At a systems level, a BCI usually consists of the following pipeline:

1. Signal acquisition - measuring neural activity using a sensing modality such as EEG.

2. Preprocessing - cleaning the signal and removing artifacts such as eye blinks, muscle tension, and environmental noise.

3. Feature extraction - identifying useful signal components such as oscillatory power, event-related responses, or hemodynamic changes.

4. Decoding or classification - mapping those features to an intended state, command, or estimate.

5. Output and feedback - turning that estimate into an action, control signal, or closed-loop training response.

A useful early correction is that BCIs are usually not mind-reading machines in the science-fiction sense. Most real systems decode constrained and task-relevant signals: attention to a flickering stimulus, attempted movement, workload, arousal, speech-related motor patterns, or changes in self-regulatory state.

BCIs can be grouped in several useful ways.

- Non-invasive BCIs record from outside the skull, most commonly using EEG and sometimes fNIRS.

- Minimally invasive BCIs move sensors closer to the brain while avoiding some of the burden of full intracranial implants.

- Invasive BCIs place electrodes on or in the brain, usually gaining signal quality and bandwidth at the cost of surgery, risk, and complexity.

This is one of the most important design trade-offs in neurotechnology. The closer you get to neurons, the better the signal tends to be, but the greater the burden on the user.

- Active BCIs depend on intentional self-generated neural activity, such as motor imagery.

- Reactive BCIs decode brain responses to external stimuli, such as visual flicker or auditory rhythms.

- Passive BCIs do not require explicit control at all. Instead, they estimate the user’s state, such as fatigue, attention, stress, workload, or emotional arousal.

This passive category is especially relevant to our work because many real products are better framed as neural state interfaces than pure thought-control devices.

- Discrete selection systems choose letters, menu items, or targets.

- Continuous control systems drive cursors, robotic devices, or speech synthesis.

- Closed-loop training or therapy systems use the brain signal to adapt feedback, stimulation, or training conditions.

For our purposes, the third category is especially important. Many of the most practical near-term applications are not about replacing mouse and keyboard input, but about helping users regulate, train, recover, or optimize their state.

The field has advanced rapidly, but progress is uneven across applications.

- The strongest near-term clinical successes are in assistive communication and device control for people with severe motor impairment.

- Non-invasive BCIs, especially EEG-based systems, remain the most practical path for portable and consumer-adjacent products.

- Invasive BCIs currently offer the highest performance for speech decoding and fine motor control, but they come with major surgical and regulatory burdens.

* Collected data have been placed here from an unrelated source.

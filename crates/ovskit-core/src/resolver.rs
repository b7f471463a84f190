// ── Named-row references ──
//
// A row inserted in a transaction has no UUID until commit. Each new row
// gets a transaction-scoped symbol instead; sibling operations refer to
// it with `["named-uuid", symbol]` and the server substitutes the real key.

use std::collections::HashMap;

use ovskit_api::{Atom, Value};

use crate::model::Table;

/// Placeholder for the key of a row inserted in the current transaction.
#[derive(Debug, Clone, PartialEq, Eq, Hash)]
pub struct Symbol(String);

impl Symbol {
    pub fn as_str(&self) -> &str {
        &self.0
    }

    /// Reference to this row, for use in any column of a sibling row.
    pub fn reference(&self) -> Value {
        Value::Atom(self.atom())
    }

    /// Reference to this row as a one-element set, for `mutate`.
    pub fn reference_set(&self) -> Value {
        Value::set([self.atom()])
    }

    /// The `uuid-name` to attach to the `insert` that creates the row.
    pub fn uuid_name(&self) -> String {
        self.0.clone()
    }

    fn atom(&self) -> Atom {
        Atom::NamedUuid(self.0.clone())
    }
}

/// Symbol allocator for one transaction. Never reuse across transactions.
#[derive(Debug, Default)]
pub struct NamedRefs {
    counters: HashMap<Table, usize>,
}

impl NamedRefs {
    pub fn new() -> Self {
        Self::default()
    }

    /// A fresh symbol for a new row of `table`, e.g. `row_port0`.
    pub fn new_symbol(&mut self, table: Table) -> Symbol {
        let n = self.counters.entry(table).or_insert(0);
        let symbol = format!("row_{}{n}", table.name().to_ascii_lowercase());
        *n += 1;
        Symbol(symbol)
    }
}
// ── Initial snapshot application ──
//
// The monitor's first reply holds the full contents of every mirrored
// table. Rows are upserted first, then anything the snapshot no longer
// mentions is pruned, so readers never observe an empty cache mid-load.

use std::collections::HashSet;

use ovskit_api::TableUpdates;
use tracing::{info, warn};
use uuid::Uuid;

use super::{ApplyOutcome, DataStore};
use crate::model::Table;

impl DataStore {
    /// Bootstrap (or re-bootstrap) the cache from a full table dump.
    pub fn apply_snapshot(&self, snapshot: &TableUpdates) -> ApplyOutcome {
        let outcome = self.apply_updates(snapshot);

        let mut pruned = 0;
        for table in Table::MIRRORED {
            // Keys that failed to decode stay: their previous entity is kept.
            let keep: HashSet<Uuid> = snapshot
                .table(table.name())
                .map(|rows| {
                    rows.iter()
                        .filter(|(_, update)| !update.is_tombstone())
                        .map(|(uuid, _)| *uuid)
                        .collect()
                })
                .unwrap_or_default();

            pruned += match table {
                Table::Root => self.root.retain(&keep),
                Table::Bridge => self.bridges.retain(&keep),
                Table::Port => self.ports.retain(&keep),
                Table::Interface => self.interfaces.retain(&keep),
                Table::Controller => 0,
            };
        }
        if pruned > 0 {
            self.bump();
        }

        if self.root().is_none() {
            warn!("snapshot contains no Open_vSwitch row");
        }
        info!(
            bridges = self.bridge_count(),
            ports = self.port_count(),
            interfaces = self.interface_count(),
            dropped = outcome.dropped,
            pruned,
            "object cache loaded"
        );
        outcome
    }
}
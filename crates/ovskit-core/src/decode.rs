// ── Column decoding ──
//
// One decoder per column shape, shared by every entity. Scalars and
// optional scalars are best-effort: a malformed value is logged and the
// field keeps its default. Reference sets are strict: a malformed value
// fails the whole row so the cache never installs a half-wired entity.

use std::collections::{BTreeMap, BTreeSet};

use ovskit_api::{Atom, Row, Value};
use tracing::warn;
use uuid::Uuid;

use crate::error::CoreError;
use crate::model::Table;

/// Projection of an OVSDB [`Value`] onto a Rust type.
pub trait DecodeColumn: Sized {
    /// Human-readable shape, used in diagnostics.
    const EXPECTED: &'static str;

    fn decode(value: &Value) -> Option<Self>;
}

/// Scalars arrive as a bare atom; optional scalars as a set of zero or one.
macro_rules! scalar_column {
    ($ty:ty, $expected:literal, $convert:expr) => {
        impl DecodeColumn for $ty {
            const EXPECTED: &'static str = $expected;

            fn decode(value: &Value) -> Option<Self> {
                match value.atoms().ok()? {
                    [atom] => ($convert)(atom),
                    _ => None,
                }
            }
        }

        impl DecodeColumn for Option<$ty> {
            const EXPECTED: &'static str = concat!("optional ", $expected);

            fn decode(value: &Value) -> Option<Self> {
                match value.atoms().ok()? {
                    [] => Some(None),
                    [atom] => ($convert)(atom).map(Some),
                    _ => None,
                }
            }
        }
    };
}

scalar_column!(String, "string", |a: &Atom| a.as_str().map(str::to_owned));
scalar_column!(i64, "integer", Atom::as_integer);
scalar_column!(bool, "boolean", Atom::as_bool);
scalar_column!(Uuid, "uuid", Atom::as_uuid);

/// A single reference and a set of references both decode to a set.
impl DecodeColumn for BTreeSet<Uuid> {
    const EXPECTED: &'static str = "set of uuids";

    fn decode(value: &Value) -> Option<Self> {
        value.atoms().ok()?.iter().map(Atom::as_uuid).collect()
    }
}

impl DecodeColumn for BTreeMap<String, String> {
    const EXPECTED: &'static str = "string map";

    fn decode(value: &Value) -> Option<Self> {
        value
            .pairs()
            .ok()?
            .iter()
            .map(|(k, v)| Some((k.as_str()?.to_owned(), v.as_str()?.to_owned())))
            .collect()
    }
}

// ── RowReader ────────────────────────────────────────────────────────

/// Column accessor for one row, carrying enough context for diagnostics.
pub(crate) struct RowReader<'a> {
    table: Table,
    uuid: Uuid,
    row: &'a Row,
}

impl<'a> RowReader<'a> {
    pub(crate) fn new(table: Table, uuid: Uuid, row: &'a Row) -> Self {
        Self { table, uuid, row }
    }

    /// Best-effort column: absent or malformed yields the default.
    pub(crate) fn column<T: DecodeColumn + Default>(&self, column: &str) -> T {
        match self.decode(column) {
            Ok(value) => value.unwrap_or_default(),
            Err(message) => {
                warn!(
                    table = %self.table,
                    uuid = %self.uuid,
                    column,
                    %message,
                    "ignoring undecodable column"
                );
                T::default()
            }
        }
    }

    /// Strict reference column: absent yields an empty set, malformed is
    /// an error.
    pub(crate) fn references(&self, column: &str) -> Result<BTreeSet<Uuid>, CoreError> {
        self.decode(column)
            .map(Option::unwrap_or_default)
            .map_err(|message| CoreError::Decode {
                table: self.table.into(),
                uuid: self.uuid.to_string(),
                column: column.to_owned(),
                message,
            })
    }

    fn decode<T: DecodeColumn>(&self, column: &str) -> Result<Option<T>, String> {
        let Some(raw) = self.row.value(column) else {
            return Ok(None);
        };
        let value = raw.map_err(|e| e.to_string())?;
        T::decode(&value).map(Some).ok_or_else(|| {
            format!(
                "expected {}, got {}",
                T::EXPECTED,
                self.row.get(column).map(ToString::to_string).unwrap_or_default()
            )
        })
    }
}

On the consumer side, most currently available systems are better described as brain sensing, neurofeedback, or attention-state platforms than as high-bandwidth thought-control interfaces. That does not make them trivial. It simply means the most realistic value is often in state monitoring, training, and adaptive experience design rather than cinematic command-and-control.

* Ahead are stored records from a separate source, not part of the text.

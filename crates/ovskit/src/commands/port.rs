//! Port command handlers.

use ovskit_core::{Command as CoreCommand, Switch};

use crate::cli::{GlobalOpts, PortArgs, PortCommand};
use crate::error::CliError;
use crate::output;

pub async fn handle(switch: &Switch, args: PortArgs, global: &GlobalOpts) -> Result<(), CliError> {
    let command = match args.command {
        PortCommand::AddInternal { bridge, port, tag } => {
            CoreCommand::CreateInternalPort { bridge, port, tag }
        }
        PortCommand::AddVeth { bridge, port, tag } => {
            CoreCommand::CreateVethPort { bridge, port, tag }
        }
        PortCommand::AddPatch { bridge, port, peer } => {
            CoreCommand::CreatePatchPort { bridge, port, peer }
        }
        PortCommand::Del { bridge, port } => CoreCommand::DeletePort { bridge, port },
        PortCommand::SetTag { bridge, port, tag } => CoreCommand::SetPortTag { bridge, port, tag },

        // Queries answer from the cache and return early.
        PortCommand::Exists { port, bridge } => {
            let exists = match bridge {
                Some(bridge) => switch.port_exists_on_bridge(&port, &bridge),
                None => switch.port_exists(&port),
            };
            output::print_output(&output::render_value(global.output, &exists)?, global.quiet);
            return Ok(());
        }
        PortCommand::Tag { port } => {
            let tag = switch.port_tag(&port)?.unwrap_or(0);
            output::print_output(&output::render_value(global.output, &tag)?, global.quiet);
            return Ok(());
        }
    };

    let verb = command.describe();
    switch.execute(command).await?;
    output::done(&format!("{verb}: done"), global.quiet);
    Ok(())
}
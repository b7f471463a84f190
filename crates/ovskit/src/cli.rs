//! Clap derive structures for the `ovskit` CLI.

use clap::{Args, Parser, Subcommand, ValueEnum};
use ovskit_core::TransportKind;

// ── Top-Level CLI ────────────────────────────────────────────────────

/// ovskit -- manage Open vSwitch topology from the command line
#[derive(Debug, Parser)]
#[command(
    name = "ovskit",
    version,
    about = "Manage Open vSwitch bridges, ports and interfaces over OVSDB",
    propagate_version = true,
    subcommand_required = true,
    arg_required_else_help = true
)]
pub struct Cli {
    #[command(flatten)]
    pub global: GlobalOpts,

    #[command(subcommand)]
    pub command: Command,
}

// ── Global Options ───────────────────────────────────────────────────

#[derive(Debug, Args)]
pub struct GlobalOpts {
    /// Switch profile to use
    #[arg(long, short = 'p', env = "OVSKIT_PROFILE", global = true)]
    pub profile: Option<String>,

    /// Socket family (overrides profile)
    #[arg(long, short = 't', env = "OVSKIT_TRANSPORT", global = true)]
    pub transport: Option<Transport>,

    /// host:port or socket path (overrides profile)
    #[arg(long, short = 'e', env = "OVSKIT_ENDPOINT", global = true)]
    pub endpoint: Option<String>,

    /// Database name (overrides profile)
    #[arg(long, env = "OVSKIT_DATABASE", global = true)]
    pub database: Option<String>,

    /// Request timeout in seconds, 0 to wait forever (overrides profile)
    #[arg(long, env = "OVSKIT_TIMEOUT", global = true)]
    pub timeout: Option<u64>,

    /// Output format
    #[arg(long, short = 'o', default_value = "table", global = true)]
    pub output: OutputFormat,

    /// Increase verbosity (-v, -vv, -vvv)
    #[arg(long, short = 'v', action = clap::ArgAction::Count, global = true)]
    pub verbose: u8,

    /// Suppress non-error output
    #[arg(long, short = 'q', global = true)]
    pub quiet: bool,
}

#[derive(Debug, Clone, Copy, ValueEnum)]
pub enum Transport {
    Tcp,
    Unix,
}

impl From<Transport> for TransportKind {
    fn from(t: Transport) -> Self {
        match t {
            Transport::Tcp => Self::Tcp,
            Transport::Unix => Self::Unix,
        }
    }
}

#[derive(Debug, Clone, Copy, Default, ValueEnum)]
pub enum OutputFormat {
    #[default]
    Table,
    Json,
    Plain,
}

// ── Commands ─────────────────────────────────────────────────────────

#[derive(Debug, Subcommand)]
pub enum Command {
    /// Manage bridges
    #[command(alias = "br")]
    Bridge(BridgeArgs),

    /// Manage ports
    Port(PortArgs),

    /// Manage interfaces attached to ports
    #[command(alias = "iface")]
    Interface(InterfaceArgs),
}

// ── Bridge ───────────────────────────────────────────────────────────

#[derive(Debug, Args)]
pub struct BridgeArgs {
    #[command(subcommand)]
    pub command: BridgeCommand,
}

#[derive(Debug, Subcommand)]
pub enum BridgeCommand {
    /// Create a bridge with its local internal port
    Add { name: String },

    /// Delete a bridge and everything on it
    #[command(alias = "rm")]
    Del { name: String },

    /// Print whether a bridge exists
    Exists { name: String },

    /// List the ports of a bridge
    Ports { name: String },

    /// Point a bridge at an OpenFlow controller
    SetController {
        name: String,
        /// Controller target, e.g. tcp:10.0.0.1:6653
        target: String,
    },
}

// ── Port ─────────────────────────────────────────────────────────────

#[derive(Debug, Args)]
pub struct PortArgs {
    #[command(subcommand)]
    pub command: PortCommand,
}

#[derive(Debug, Subcommand)]
pub enum PortCommand {
    /// Add an internal port
    AddInternal {
        bridge: String,
        port: String,
        /// VLAN tag (0 = untagged)
        #[arg(long, default_value_t = 0)]
        tag: u32,
    },

    /// Add a port for an existing kernel device
    AddVeth {
        bridge: String,
        port: String,
        /// VLAN tag (0 = untagged)
        #[arg(long, default_value_t = 0)]
        tag: u32,
    },

    /// Add one end of a patch pair
    AddPatch {
        bridge: String,
        port: String,
        /// Name of the interface at the other end
        #[arg(long)]
        peer: String,
    },

    /// Delete a port and its interfaces
    #[command(alias = "rm")]
    Del { bridge: String, port: String },

    /// Set (or clear, with 0) a port's VLAN tag
    SetTag {
        bridge: String,
        port: String,
        tag: u32,
    },

    /// Print whether a port exists
    Exists {
        port: String,
        /// Only count the port if it is on this bridge
        #[arg(long)]
        bridge: Option<String>,
    },

    /// Print a port's VLAN tag
    Tag { port: String },
}

// ── Interface ────────────────────────────────────────────────────────

#[derive(Debug, Args)]
pub struct InterfaceArgs {
    #[command(subcommand)]
    pub command: InterfaceCommand,
}

#[derive(Debug, Subcommand)]
pub enum InterfaceCommand {
    /// Attach a new interface to a port
    Add {
        port: String,
        name: String,
        #[arg(long = "type", value_enum, default_value = "internal")]
        kind: InterfaceKind,
        /// Peer interface, required for patch and peer types
        #[arg(long, required_if_eq_any = [("kind", "patch"), ("kind", "peer")])]
        peer: Option<String>,
    },

    /// Detach and delete an interface
    #[command(alias = "rm")]
    Remove { port: String, uuid: uuid::Uuid },

    /// List the interfaces of a port
    #[command(alias = "ls")]
    List { port: String },
}

#[derive(Debug, Clone, Copy, PartialEq, Eq, ValueEnum)]
pub enum InterfaceKind {
    Internal,
    System,
    Patch,
    Peer,
}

Consumer and developer-oriented neurotech products today often combine portability, ease of use, and lower signal fidelity. These systems are useful for meditation, focus training, cognitive-state monitoring, neurofeedback, experimental interfaces, and prototyping.

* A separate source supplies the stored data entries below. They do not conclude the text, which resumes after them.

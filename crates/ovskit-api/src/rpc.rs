// ── JSON-RPC 1.0 envelopes ──
//
// Requests carry `method`, `params`, `id`; notifications are requests with
// a null `id`; responses carry `result`, `error`, `id`.

use serde::Deserialize;
use serde_json::{Value as Json, json};

use crate::error::Error;

/// A message received from the server, classified by shape.
#[derive(Debug, Clone, PartialEq)]
pub enum Message {
    /// The server expects a reply (OVSDB uses this for `echo`).
    Request { method: String, params: Json, id: Json },
    /// Fire-and-forget message (OVSDB uses this for `update`).
    Notification { method: String, params: Json },
    /// Reply to one of our requests. `error` is null on success.
    Response { id: Json, result: Json, error: Json },
}

#[derive(Deserialize)]
struct Envelope {
    #[serde(default)]
    method: Option<String>,
    #[serde(default)]
    params: Json,
    #[serde(default)]
    id: Json,
    #[serde(default)]
    result: Json,
    #[serde(default)]
    error: Json,
}

impl Message {
    pub fn from_json(json: Json) -> Result<Self, Error> {
        if !json.is_object() {
            return Err(Error::Protocol(format!("expected JSON-RPC object, got {json}")));
        }
        let envelope: Envelope = serde_json::from_value(json)?;

        match envelope.method {
            Some(method) if envelope.id.is_null() => Ok(Self::Notification {
                method,
                params: envelope.params,
            }),
            Some(method) => Ok(Self::Request {
                method,
                params: envelope.params,
                id: envelope.id,
            }),
            None if envelope.id.is_null() => Err(Error::Protocol(
                "response without an id".into(),
            )),
            None => Ok(Self::Response {
                id: envelope.id,
                result: envelope.result,
                error: envelope.error,
            }),
        }
    }
}

pub fn request(method: &str, params: Json, id: u64) -> Json {
    json!({ "method": method, "params": params, "id": id })
}

pub fn response(id: Json, result: Json) -> Json {
    json!({ "result": result, "error": null, "id": id })
}

/// Human-readable text of a JSON-RPC `error` member.
///
/// OVSDB sends either a bare string or an `{error, details}` object.
pub fn error_message(error: &Json) -> String {
    match error {
        Json::String(s) => s.clone(),
        Json::Object(obj) => {
            let kind = obj.get("error").and_then(Json::as_str).unwrap_or("error");
            match obj.get("details").and_then(Json::as_str) {
                Some(details) => format!("{kind}: {details}"),
                None => kind.to_owned(),
            }
        }
        other => other.to_string(),
    }
}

At the frontier industry end, invasive BCI companies are pushing speech restoration, computer control, and high-bandwidth motor decoding. These efforts matter strategically, but they solve a different problem than the one most product teams face. They are optimizing for maximum neural bandwidth and clinical restoration, not for lightweight deployment, repeated use, or home-based performance training.

Our opportunity is probably not to compete directly in the high-risk implant race. A more strategic contribution lies in usable, adaptive, non-invasive, and closed-loop neurotechnology.

The major bottlenecks in real-world BCI are still deeply engineering-shaped:

- setup friction

- signal noise

- artifact sensitivity

- user variability

- long calibration times

- poor UX

- weak transfer from lab tasks to real life

This is good news for a multidisciplinary team. It means progress will not come only from better electrodes or better decoders, but also from better interaction design, multimodal sensing, adaptive training systems, confidence-aware software, immersive feedback, and product-quality experiences.

For us, the strongest framing is likely this:

That framing naturally supports both sides of our ecosystem: performance training and clinical intervention.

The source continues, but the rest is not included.